Flip phone, we hardly know you.
Samsung Electronics on Wednesday offered a peek at future phones that stretched like a book to reveal a 7.3-inch screen inside. Flip cell phone pocket size, tablet parts, that's the most interesting idea that I've seen in the design of smart phones for years.
You have to see it to believe it – and unfortunately we only get jokes. We consider smartphone screens as rigid glass parts that are limited by the size of the device itself. But the Infinity Fold Display from Samsung, stretches and folds back to be packaged into a smaller shape.
This origami screen is bound to launch large phones, but Samsung does not offer names, prices or even timelines other than 2019. The Korean electronics giant showed new screen technology at the annual San Francisco developer conference in hopes of seducing app makers to create an experience that uses it.
In an interview, the CEO of Samsung's mobile division, DJ Koh, told me that folding phones were not a gimmick. "In terms of productivity, always a bigger screen is better," he said. "If we make a screen that is much bigger than the Note, then it will be a tablet. So why don't we think about folding? We started from this simple idea three or four years ago. "

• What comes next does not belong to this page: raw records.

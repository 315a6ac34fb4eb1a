//! Frontend Models
//!
//! Data structures matching the spell API's JSON schemas.

use serde::{Deserialize, Deserializer, Serialize};

/// Direction of a viewer's vote
#[derive(Debug, Clone, Copy, PartialEq, Eq, Hash, Serialize, Deserialize)]
#[serde(rename_all = "lowercase")]
pub enum VoteType {
    Upvote,
    Downvote,
}

impl VoteType {
    pub fn as_str(&self) -> &'static str {
        match self {
            VoteType::Upvote => "upvote",
            VoteType::Downvote => "downvote",
        }
    }
}

/// Spell data structure (server-owned, cached client-side)
#[derive(Debug, Clone, PartialEq, Serialize, Deserialize)]
pub struct Spell {
    pub id: u32,
    pub name: String,
    pub description: String,
    pub mana_cost: u32,
    #[serde(default)]
    pub damage: Option<u32>,
    pub element: String,
    pub user_id: u32,
    #[serde(default)]
    pub vote_count: i64,
    /// Vote of the signed-in viewer; `None` when anonymous or not voted
    #[serde(default, deserialize_with = "deserialize_user_vote")]
    pub user_vote: Option<VoteType>,
}

impl Spell {
    pub fn damage_or_zero(&self) -> u32 {
        self.damage.unwrap_or(0)
    }
}

/// Accepts "upvote", "downvote", "none", null or absent.
fn deserialize_user_vote<'de, D>(deserializer: D) -> Result<Option<VoteType>, D::Error>
where
    D: Deserializer<'de>,
{
    let raw = Option::<String>::deserialize(deserializer)?;
    Ok(match raw.as_deref() {
        Some("upvote") => Some(VoteType::Upvote),
        Some("downvote") => Some(VoteType::Downvote),
        _ => None,
    })
}

/// Body for creating and updating a spell
#[derive(Debug, Clone, PartialEq, Serialize, Deserialize)]
pub struct SpellFormData {
    pub name: String,
    pub description: String,
    pub mana_cost: u32,
    #[serde(skip_serializing_if = "Option::is_none")]
    pub damage: Option<u32>,
    pub element: String,
}

impl SpellFormData {
    /// Pre-fill for the edit form; absent damage shows as 0
    pub fn from_spell(spell: &Spell) -> Self {
        Self {
            name: spell.name.clone(),
            description: spell.description.clone(),
            mana_cost: spell.mana_cost,
            damage: Some(spell.damage_or_zero()),
            element: spell.element.clone(),
        }
    }
}

#[derive(Debug, Clone, PartialEq, Serialize)]
pub struct VoteRequest {
    pub vote_type: VoteType,
}

/// Current user (GET /users/me)
#[derive(Debug, Clone, PartialEq, Serialize, Deserialize)]
pub struct User {
    pub id: u32,
    pub username: String,
    pub email: String,
}

#[derive(Debug, Clone, PartialEq, Default)]
pub struct LoginData {
    pub username: String,
    pub password: String,
}

#[derive(Debug, Clone, PartialEq, Default, Serialize)]
pub struct RegisterData {
    pub username: String,
    pub email: String,
    pub password: String,
}

/// POST /token response
#[derive(Debug, Clone, PartialEq, Deserialize)]
pub struct TokenResponse {
    pub access_token: String,
    #[serde(default)]
    pub token_type: String,
}

#[cfg(test)]
mod tests {
    use super::*;

    #[test]
    fn test_spell_user_vote_variants() {
        let base = r#""id":1,"name":"Fireball","description":"Hurls fire","mana_cost":5,"element":"fire","user_id":2,"vote_count":-3"#;

        let none: Spell = serde_json::from_str(&format!("{{{}}}", base)).unwrap();
        assert_eq!(none.user_vote, None);
        assert_eq!(none.damage, None);
        assert_eq!(none.damage_or_zero(), 0);
        assert_eq!(none.vote_count, -3);

        let null: Spell = serde_json::from_str(&format!(r#"{{{},"user_vote":null}}"#, base)).unwrap();
        assert_eq!(null.user_vote, None);

        let literal_none: Spell = serde_json::from_str(&format!(r#"{{{},"user_vote":"none"}}"#, base)).unwrap();
        assert_eq!(literal_none.user_vote, None);

        let up: Spell = serde_json::from_str(&format!(r#"{{{},"user_vote":"upvote","damage":12}}"#, base)).unwrap();
        assert_eq!(up.user_vote, Some(VoteType::Upvote));
        assert_eq!(up.damage_or_zero(), 12);
    }

    #[test]
    fn test_form_data_omits_absent_damage() {
        let form = SpellFormData {
            name: "Mist".into(),
            description: "A cloud of concealing mist".into(),
            mana_cost: 3,
            damage: None,
            element: "water".into(),
        };
        let json = serde_json::to_value(&form).unwrap();
        assert!(json.get("damage").is_none());
        assert_eq!(json["mana_cost"], 3);
    }

    #[test]
    fn test_vote_request_wire_format() {
        let body = serde_json::to_string(&VoteRequest { vote_type: VoteType::Downvote }).unwrap();
        assert_eq!(body, r#"{"vote_type":"downvote"}"#);
    }
}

Folded, the device has a screen on the front. When opened, the interior screen becomes flat – with a slight touch of the fold – to display the widescreen version of any application that has previously been running on the front.
How do they make the screen flat? Koh said Samsung had an OLED screen that could be bent for years, but they had been repaired behind the glass. The interior screen of a folding cellphone uses a different type of transparent composite polymer material that can withstand being opened or closed at least 300,000 times. We must see how it is used in the real world.
It's time for something new on mobile. Samsung helped create the trend of big-phones that became standard with devices like the Apple iPhone XS Max. But throughout the industry, smartphone designs are more about a gradual increase than bold new ideas – and consumers, not surprisingly, have waited longer and longer to improve.
The Chinese telecommunications giant Huawei has also teased that it works on folding cellphones that can replace computers.
What will we do with the big screen? Koh has a number of ideas – such as playing games, watching videos and multitasking with up to three open applications – but realizing Samsung needs software and user experience helps make new types of phones useful before they go on sale. "We cannot realize it ourselves," he said.
Samsung also asked for help from Google, whose Android software supports cellphones and needs to be tweaked to make use of it. "There are many challenges that we need to overcome together," Koh said.
The collaborative approach also makes Samsung different from Apple, which usually keeps new technology unfinished. "This is a blank canvas for us to create something together," said Justin Denison, senior vice president for Samsung Electronics America.